The blame lies with online shopping and widespread discounting, which have shrunk profit margins and increased store closures ...

Followed by this quote from Howard Davidowitz, chairman of a company providing consulting and investment banking services for the retail sector:

“When there is too much, and we have too much, then the only differentiator is price. That’s why they’re all going into bankruptcy and closing all these stores,” Davidowitz said.

Well, that’s not entirely true. I’d wanted to do a post about the value of differentiation back in the summer, after returning from a family vacation to Berlin and Paris, but now will do fine. There’s a key factor the analysts often miss: branding.

And I mean meta-branding, which is actually the only kind of branding there is; anything less – labeling or awareness or recognition – are steps on the path to being a metabrand. Aeropostale was a brand, but Apple is a metabrand.

When we were in Paris, we made a pilgrimage to the legendary bookshop Shakespeare and Company. And we naturally bought books.

Now, despite the bins and racks and shelves of used books at knock-down prices outside (one day I will go with a spare suitcase just to bring home books), Shakespeare and Company is not a discounter. Far from it; all the books we bought were at full retail price. In Euros. Most are available in the U.S. for less, although perhaps not so easily obtained in identical editions.

We bought them because, as souvenirs go, they’re practical and economical. And – and this was a big part of the appeal – each book was hand-stamped at the register: “Shakespeare and Company/Kilometer Zero Paris.” The paper Shakespeare and Company bookmark was a bonus.

Can a rubber stamp and a paper bookmark add that much value? Yes, sorta.
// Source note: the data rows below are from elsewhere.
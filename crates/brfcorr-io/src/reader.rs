//! Wide-format CSV reader for water levels, pressure and Earth tides.

use std::collections::HashMap;
use std::fs::File;
use std::io::{BufRead, BufReader};
use std::path::{Path, PathBuf};

use brfcorr_core::StationId;
use chrono::NaiveDateTime;
use tracing::{debug, info, instrument};

use crate::domain::WideDataset;
use crate::IoError;

/// Timestamp format of the `Date` column.
pub const DATE_FORMAT: &str = "%Y-%m-%d %H:%M:%S";

/// Reads a wide table of station readings from a CSV file.
///
/// Expected CSV format:
/// - Optional free-form preamble lines, skipped with [`WideSeriesReader::with_preamble_lines`]
/// - Header row: `Date,<station_id>,<station_id>,...`
/// - One row per timestamp, `Date` formatted as `%Y-%m-%d %H:%M:%S`
/// - Empty cells and `nan` are missing readings
///
/// # Errors
///
/// | Variant | Condition |
/// |---|---|
/// | [`IoError::FileNotFound`] | File doesn't exist or is unreadable |
/// | [`IoError::CsvParse`] | Malformed CSV record |
/// | [`IoError::MissingColumn`] | First header column is not `Date` |
/// | [`IoError::BlankStationId`] | A station header cell is blank |
/// | [`IoError::DuplicateStation`] | Same station ID appears in two columns |
/// | [`IoError::EmptyDataset`] | Zero data rows after header |
/// | [`IoError::InvalidTimestamp`] | `Date` cell does not match the format |
/// | [`IoError::InvalidValue`] | Cell is neither empty, `nan`, nor a float |
pub struct WideSeriesReader {
    path: PathBuf,
    preamble_lines: usize,
}

impl WideSeriesReader {
    /// Create a new reader for the given CSV file path.
    pub fn new(path: &Path) -> Self {
        Self {
            path: path.to_path_buf(),
            preamble_lines: 0,
        }
    }

    /// Skip `n` lines before the header row.
    #[must_use]
    pub fn with_preamble_lines(mut self, n: usize) -> Self {
        self.preamble_lines = n;
        self
    }

    /// Read and validate the CSV file, returning a [`WideDataset`].
    #[instrument(skip(self), fields(path = %self.path.display(), preamble = self.preamble_lines))]
    pub fn read(&self) -> Result<WideDataset, IoError> {
        let mut rdr = open_csv(&self.path, self.preamble_lines)?;

        let header = rdr
            .headers()
            .map_err(|e| IoError::csv_parse(&self.path, e))?
            .clone();
        if header.get(0).map(str::trim) != Some("Date") {
            return Err(IoError::MissingColumn {
                path: self.path.clone(),
                column: "Date",
            });
        }

        let mut station_ids = Vec::with_capacity(header.len() - 1);
        let mut seen: HashMap<StationId, usize> = HashMap::new();
        for (col_index, raw) in header.iter().enumerate().skip(1) {
            let id = StationId::parse(raw).ok_or_else(|| IoError::BlankStationId {
                path: self.path.clone(),
                row_index: 0,
            })?;
            if let Some(&first) = seen.get(&id) {
                return Err(IoError::DuplicateStation {
                    path: self.path.clone(),
                    station_id: id.to_string(),
                    first_row: first,
                    second_row: col_index,
                });
            }
            seen.insert(id.clone(), col_index);
            station_ids.push(id);
        }
        debug!(n_stations = station_ids.len(), "read CSV header");

        let mut timestamps = Vec::new();
        let mut columns: Vec<Vec<f64>> = vec![Vec::new(); station_ids.len()];

        for (row_index, result) in rdr.records().enumerate() {
            let record = result.map_err(|e| IoError::csv_parse(&self.path, e))?;

            let raw_date = record.get(0).unwrap_or("").trim();
            let t = NaiveDateTime::parse_from_str(raw_date, DATE_FORMAT).map_err(|_| {
                IoError::InvalidTimestamp {
                    path: self.path.clone(),
                    row_index,
                    raw: raw_date.to_string(),
                }
            })?;
            timestamps.push(t);

            for (j, column) in columns.iter_mut().enumerate() {
                let raw = record.get(j + 1).unwrap_or("");
                let value = parse_cell(raw).ok_or_else(|| IoError::InvalidValue {
                    path: self.path.clone(),
                    row_index,
                    column: station_ids[j].to_string(),
                    raw: raw.to_string(),
                })?;
                column.push(value);
            }
        }

        if timestamps.is_empty() {
            return Err(IoError::EmptyDataset {
                path: self.path.clone(),
            });
        }

        info!(
            n_stations = station_ids.len(),
            n_rows = timestamps.len(),
            "dataset loaded"
        );

        Ok(WideDataset {
            path: self.path.clone(),
            timestamps,
            station_ids,
            columns,
        })
    }
}

/// Open `path`, skip `preamble_lines` raw lines, and wrap the rest in a CSV reader.
pub(crate) fn open_csv(
    path: &Path,
    preamble_lines: usize,
) -> Result<csv::Reader<BufReader<File>>, IoError> {
    let buf = skip_preamble(path, preamble_lines)?;

    // flexible(true): short rows read as missing cells instead of failing.
    Ok(csv::ReaderBuilder::new()
        .has_headers(true)
        .flexible(true)
        .from_reader(buf))
}

/// Open `path` positioned just after its first `preamble_lines` raw lines.
///
/// Preamble lines are skipped byte-wise so that blank lines and free-form
/// metadata count toward the total without being parsed as CSV.
pub(crate) fn skip_preamble(
    path: &Path,
    preamble_lines: usize,
) -> Result<BufReader<File>, IoError> {
    let not_found = |e: std::io::Error| IoError::FileNotFound {
        path: path.to_path_buf(),
        source: e,
    };
    let mut buf = BufReader::new(File::open(path).map_err(not_found)?);
    let mut line = Vec::new();
    for _ in 0..preamble_lines {
        line.clear();
        if buf.read_until(b'\n', &mut line).map_err(not_found)? == 0 {
            break;
        }
    }
    Ok(buf)
}

/// Parse one numeric cell. Empty and `nan` cells are NaN; anything else
/// unparseable is `None`.
pub(crate) fn parse_cell(raw: &str) -> Option<f64> {
    let raw = raw.trim();
    if raw.is_empty() || raw.eq_ignore_ascii_case("nan") {
        return Some(f64::NAN);
    }
    raw.parse::<f64>().ok()
}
But, the purchase really wasn’t about the stamp, or the bookmark, or even the book. It was about the experience, steeped in an authentic, colorful history. Shakespeare and Company may be small, but it’s a metabrand, and that made the books – a commodity product nowadays if ever there was one – a bargain at full price.

Amazon isn’t a huge threat to Shakespeare and Company because, in some significant ways, they’re not even in the same business. Plus, Amazon is not a metabrand. (Yet. More on that in a bit.)

All of which is a neat segue into the second half of that Reuters piece: the video from CNBC. The video, an interview with Steve Sadove, former CEO of Saks Fifth Avenue and former National Retail Federation chairman, gives the opposite impression. (Here’s a direct link to the video, dated August 16 2016.) Sadove says the retail industry, and particularly retail property owners and investors, may be in a time of change, but that the future looks rosy. More-immediately, he predicts “blow-out numbers” for the holiday shopping season. If true, that would be very good news for retailers.

Three key takeaways from that interview. First, the biggest growth opportunity lies with smaller companies. Nothing new there; growth sustainability typically slows with size. Second, mall anchors will continue shifting to non-retail use: fitness centers, health clinics, and the like. You may have noticed those changes taking place over the last five years or so.

The third takeaway loops neatly back to what I’ve been saying. At about 2:23, Sadove points out the problem with the vast majority of retailers: they’re nothing special. Consumers are buying, he says, but “... they want unique stuff, they want differentiated product, they don’t want the same stuff everybody else has.”

That’s true not just of product, but of place. Take my book from Shakespeare and Company. I probably could’ve bought the same edition at any chain bookstore in Paris for less money. But I wouldn't have wanted to. And that points to a key benefit many retailers overlook. Because one big area in which online lags behind brick-and-mortar is the immersive shopping experience.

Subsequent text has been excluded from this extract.